Apart from the fact that it only cost the team R 1700 for all the components, Bati believes that what sets their prototype apart from the rest is that it is made from plywood, peltier pads and a programmable microprocessor among other components mainly sourced from local hardware stores. Even more encouraging is the fact that the teams worked on their designs and specifications over a three week period and built their prototype over three days.
Bati’s thermal cycler was assessed on the following criteria: excellence of design, completeness of documentation, frugalness of hardware usage, and ease of equipment use by downstream user – and the prototype earned a well-deserved 2nd place.
Team Botswana hopes to continue working on their prototype with the possibility of building more frugal laboratory equipment for underprivileged schools in their communities and subsequently creating employment opportunities.

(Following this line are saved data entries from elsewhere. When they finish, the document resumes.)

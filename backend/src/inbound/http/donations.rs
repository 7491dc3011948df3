//! Donation request API handlers.
//!
//! ```text
//! POST   /create_donation_request        create (auth, active account)
//! GET    /my-donation-requests           owner feed (auth)
//! GET    /pending-donation-requests      public pending feed
//! GET    /all-donation-request           public browse, optional status filter
//! GET    /donation/{id}                  public single read
//! DELETE /donation/{id}                  owner or admin
//! PATCH  /donation-accept/{id}           pending → in-progress (auth)
//! PATCH  /donation-status/{id}           in-progress → done|canceled
//! ```

use actix_web::{HttpResponse, delete, get, patch, post, web};
use chrono::{DateTime, NaiveDate, NaiveTime, Utc};
use serde::{Deserialize, Serialize};
use uuid::Uuid;

use crate::domain::ApiResult;
use crate::domain::Error;
use crate::domain::donation::{
    DonationDraft, DonationRequest, DonationStatus, RequestExposure,
};
use crate::domain::page::{DEFAULT_LIMIT, Page, PageOf};
use crate::domain::user::{BloodGroup, Email, Location};
use crate::inbound::http::envelope::Envelope;
use crate::inbound::http::session::{CurrentUser, MaybeClaim};
use crate::inbound::http::state::HttpState;

/// Creation request body; status and timestamps are server-assigned and
/// deliberately absent.
#[derive(Debug, Deserialize, utoipa::ToSchema)]
pub struct CreateDonationRequest {
    pub receiver_name: String,
    #[serde(rename = "bloodGroup")]
    pub blood_group: BloodGroup,
    pub division: String,
    pub district: String,
    pub upazila: String,
    pub hospital_name: String,
    pub full_address: String,
    pub donation_date: NaiveDate,
    pub donation_time: NaiveTime,
    #[serde(default)]
    pub request_message: String,
}

impl From<CreateDonationRequest> for DonationDraft {
    fn from(value: CreateDonationRequest) -> Self {
        Self {
            receiver_name: value.receiver_name,
            blood_group: value.blood_group,
            location: Location {
                division: value.division,
                district: value.district,
                upazila: value.upazila,
            },
            hospital_name: value.hospital_name,
            full_address: value.full_address,
            donation_date: value.donation_date,
            donation_time: value.donation_time,
            message: value.request_message,
        }
    }
}

/// Wire projection of a donation request.
///
/// `requester_email` and `full_address` are omitted under the masked
/// exposure policy for anonymous single-record reads.
#[derive(Debug, Serialize)]
pub struct DonationResponse {
    pub id: Uuid,
    pub requester_name: String,
    #[serde(skip_serializing_if = "Option::is_none")]
    pub requester_email: Option<Email>,
    pub receiver_name: String,
    #[serde(rename = "bloodGroup")]
    pub blood_group: BloodGroup,
    pub division: String,
    pub district: String,
    pub upazila: String,
    pub hospital_name: String,
    #[serde(skip_serializing_if = "Option::is_none")]
    pub full_address: Option<String>,
    pub donation_date: NaiveDate,
    pub donation_time: NaiveTime,
    pub request_message: String,
    pub status: DonationStatus,
    #[serde(skip_serializing_if = "Option::is_none")]
    pub donor_name: Option<String>,
    #[serde(skip_serializing_if = "Option::is_none")]
    pub donor_email: Option<Email>,
    #[serde(rename = "createdAt")]
    pub created_at: DateTime<Utc>,
}

impl DonationResponse {
    fn from_record(record: DonationRequest, exposure: RequestExposure) -> Self {
        let masked = exposure == RequestExposure::Masked;
        Self {
            id: record.id,
            requester_name: record.requester.name,
            requester_email: (!masked).then_some(record.requester.email),
            receiver_name: record.receiver_name,
            blood_group: record.blood_group,
            division: record.location.division,
            district: record.location.district,
            upazila: record.location.upazila,
            hospital_name: record.hospital_name,
            full_address: (!masked).then_some(record.full_address),
            donation_date: record.donation_date,
            donation_time: record.donation_time,
            request_message: record.message,
            status: record.status,
            donor_name: record.donor.as_ref().map(|donor| donor.name.clone()),
            donor_email: record.donor.map(|donor| donor.email),
            created_at: record.created_at,
        }
    }

    fn page(page: PageOf<DonationRequest>) -> PageOf<Self> {
        PageOf {
            items: page
                .items
                .into_iter()
                .map(|record| Self::from_record(record, RequestExposure::Full))
                .collect(),
            total: page.total,
        }
    }
}

/// Feed query: pagination plus an optional status filter. An unknown
/// status value matches everything rather than failing the request.
#[derive(Debug, Default, Deserialize)]
pub struct FeedQuery {
    pub status: Option<String>,
    pub limit: Option<u64>,
    pub skip: Option<u64>,
}

impl FeedQuery {
    fn page(&self) -> Page {
        Page {
            limit: self.limit.unwrap_or(DEFAULT_LIMIT),
            skip: self.skip.unwrap_or(0),
        }
    }

    fn status(&self) -> Option<DonationStatus> {
        self.status.as_deref().and_then(|raw| raw.parse().ok())
    }
}

/// Settlement request body for `PATCH /donation-status/{id}`.
#[derive(Debug, Deserialize, utoipa::ToSchema)]
pub struct StatusUpdateRequest {
    pub status: String,
}

/// Create a donation request owned by the caller.
#[utoipa::path(
    post,
    path = "/create_donation_request",
    request_body = CreateDonationRequest,
    responses(
        (status = 200, description = "Request created"),
        (status = 401, description = "Not authenticated"),
        (status = 403, description = "Account blocked")
    ),
    tags = ["donations"],
    operation_id = "createDonationRequest"
)]
#[post("/create_donation_request")]
pub async fn create_donation_request(
    state: web::Data<HttpState>,
    user: CurrentUser,
    payload: web::Json<CreateDonationRequest>,
) -> ApiResult<HttpResponse> {
    let request = state
        .donations
        .create(&user.0, payload.into_inner().into())
        .await?;
    Ok(HttpResponse::Ok().json(Envelope::data_with_message(
        "Request created success.",
        DonationResponse::from_record(request, RequestExposure::Full),
    )))
}

/// Requests owned by the caller, newest first.
#[utoipa::path(
    get,
    path = "/my-donation-requests",
    responses(
        (status = 200, description = "Owner feed"),
        (status = 401, description = "Not authenticated")
    ),
    tags = ["donations"],
    operation_id = "myDonationRequests"
)]
#[get("/my-donation-requests")]
pub async fn my_donation_requests(
    state: web::Data<HttpState>,
    user: CurrentUser,
    query: web::Query<FeedQuery>,
) -> ApiResult<HttpResponse> {
    let page = state.donations.list_mine(&user.0, query.page()).await?;
    Ok(HttpResponse::Ok().json(Envelope::page(DonationResponse::page(page))))
}

/// Public feed of requests still waiting for a donor.
#[utoipa::path(
    get,
    path = "/pending-donation-requests",
    responses((status = 200, description = "Pending feed")),
    tags = ["donations"],
    operation_id = "pendingDonationRequests",
    security([])
)]
#[get("/pending-donation-requests")]
pub async fn pending_donation_requests(
    state: web::Data<HttpState>,
    query: web::Query<FeedQuery>,
) -> ApiResult<HttpResponse> {
    let page = state
        .donations
        .browse(Some(DonationStatus::Pending), query.page())
        .await?;
    Ok(HttpResponse::Ok().json(Envelope::page(DonationResponse::page(page))))
}

/// Public browse feed with an optional status filter.
#[utoipa::path(
    get,
    path = "/all-donation-request",
    responses((status = 200, description = "Browse feed")),
    tags = ["donations"],
    operation_id = "allDonationRequests",
    security([])
)]
#[get("/all-donation-request")]
pub async fn all_donation_requests(
    state: web::Data<HttpState>,
    query: web::Query<FeedQuery>,
) -> ApiResult<HttpResponse> {
    let page = state.donations.browse(query.status(), query.page()).await?;
    Ok(HttpResponse::Ok().json(Envelope::page(DonationResponse::page(page))))
}

/// Public single-record read.
///
/// Anonymous callers get the configured exposure; authenticated callers
/// always see the full record.
#[utoipa::path(
    get,
    path = "/donation/{id}",
    responses(
        (status = 200, description = "Request"),
        (status = 404, description = "No such request")
    ),
    tags = ["donations"],
    operation_id = "getDonation",
    security([])
)]
#[get("/donation/{id}")]
pub async fn get_donation(
    state: web::Data<HttpState>,
    claim: MaybeClaim,
    path: web::Path<Uuid>,
) -> ApiResult<HttpResponse> {
    let record = state.donations.get(path.into_inner()).await?;
    let exposure = if claim.0.is_some() {
        RequestExposure::Full
    } else {
        state.exposure
    };
    Ok(HttpResponse::Ok().json(Envelope::data(DonationResponse::from_record(
        record, exposure,
    ))))
}

/// Delete a request, allowed for the owner and admins.
#[utoipa::path(
    delete,
    path = "/donation/{id}",
    responses(
        (status = 200, description = "Request deleted"),
        (status = 403, description = "Caller is neither owner nor admin"),
        (status = 404, description = "No such request")
    ),
    tags = ["donations"],
    operation_id = "deleteDonation"
)]
#[delete("/donation/{id}")]
pub async fn delete_donation(
    state: web::Data<HttpState>,
    user: CurrentUser,
    path: web::Path<Uuid>,
) -> ApiResult<HttpResponse> {
    state.donations.delete(&user.0, path.into_inner()).await?;
    Ok(HttpResponse::Ok().json(Envelope::message("Request deleted.")))
}

/// Accept a pending request as the calling donor.
#[utoipa::path(
    patch,
    path = "/donation-accept/{id}",
    responses(
        (status = 200, description = "Request accepted"),
        (status = 404, description = "No such request"),
        (status = 409, description = "Already accepted")
    ),
    tags = ["donations"],
    operation_id = "acceptDonation"
)]
#[patch("/donation-accept/{id}")]
pub async fn accept_donation(
    state: web::Data<HttpState>,
    user: CurrentUser,
    path: web::Path<Uuid>,
) -> ApiResult<HttpResponse> {
    state.donations.accept(&user.0, path.into_inner()).await?;
    Ok(HttpResponse::Ok().json(Envelope::message("Request accepted.")))
}

/// Settle an in-progress request as done or canceled.
#[utoipa::path(
    patch,
    path = "/donation-status/{id}",
    request_body = StatusUpdateRequest,
    responses(
        (status = 200, description = "Request settled"),
        (status = 403, description = "Caller is neither owner nor elevated"),
        (status = 404, description = "No such request"),
        (status = 409, description = "Bad target or stale state")
    ),
    tags = ["donations"],
    operation_id = "setDonationStatus"
)]
#[patch("/donation-status/{id}")]
pub async fn set_donation_status(
    state: web::Data<HttpState>,
    user: CurrentUser,
    path: web::Path<Uuid>,
    payload: web::Json<StatusUpdateRequest>,
) -> ApiResult<HttpResponse> {
    let target: DonationStatus = payload
        .status
        .parse()
        .map_err(|_| Error::invalid_transition(format!("cannot settle a request as {}", payload.status)))?;
    state
        .donations
        .set_status(&user.0, path.into_inner(), target)
        .await?;
    Ok(HttpResponse::Ok().json(Envelope::message("Request updated.")))
}
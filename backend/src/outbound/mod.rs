//! Outbound adapters implementing the domain's driven ports.

pub mod payments;
pub mod persistence;
pub mod security;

The LabHack model was conceived by Dr Louise Bezuidenhout and Helena Webb, both researchers at the University of Oxford and piloted in Zimbabwe in 2018. LabHacks are intended as competitive and educational events where multidisciplinary teams of students compete around three design challenges to build low-cost laboratory equipment.
According to Bezuidenhout, the design philosophy is centred around Open Source Hardware movement, which is a rapidly growing community dedicated to finding ways to making laboratory equipment in situ. The movement is also about creating an open, online community that freely shares designs and expertise, subsequently demonstrating how a wide range of laboratory equipment can be made using crowdsourced knowledge, and locally sourced hardware.
“The absence of basic laboratory equipment has large implications on slowing down research and has knock-on implications for the education of undergraduate and postgraduate students. It is for these reasons that Open Hardware events such as LabHack are continuously seeking to challenge the way we view laboratories in both research as well as diagnostics,” said Bezuidenhout.
Challenges could include polymerase chain reaction (PCR) machines, centrifuges and magnetic stirrers which are specifically chosen as basic laboratory equipment used daily in STEM learning laboratories. Through the design process and thinking through the practical elements students are also encouraged to think about the potential end user, durability and versatility of their designs. The prototypes are intended for use and this encourages them to approach innovation from a low resource and user centric model.
The South African edition of LabHack was supported and hosted by SANBio /BioFISA II Programme which is a shared biosciences research development and innovation platform for working collaboratively to address some of Southern Africa’s key biosciences issues in health nutrition and health-related intervention areas. The LabHack was one of the initiatives by which SANBio is supporting human capacity building and building capability and encouraging youth to be more engaged in Biosciences, after all these are the future scientists of the region.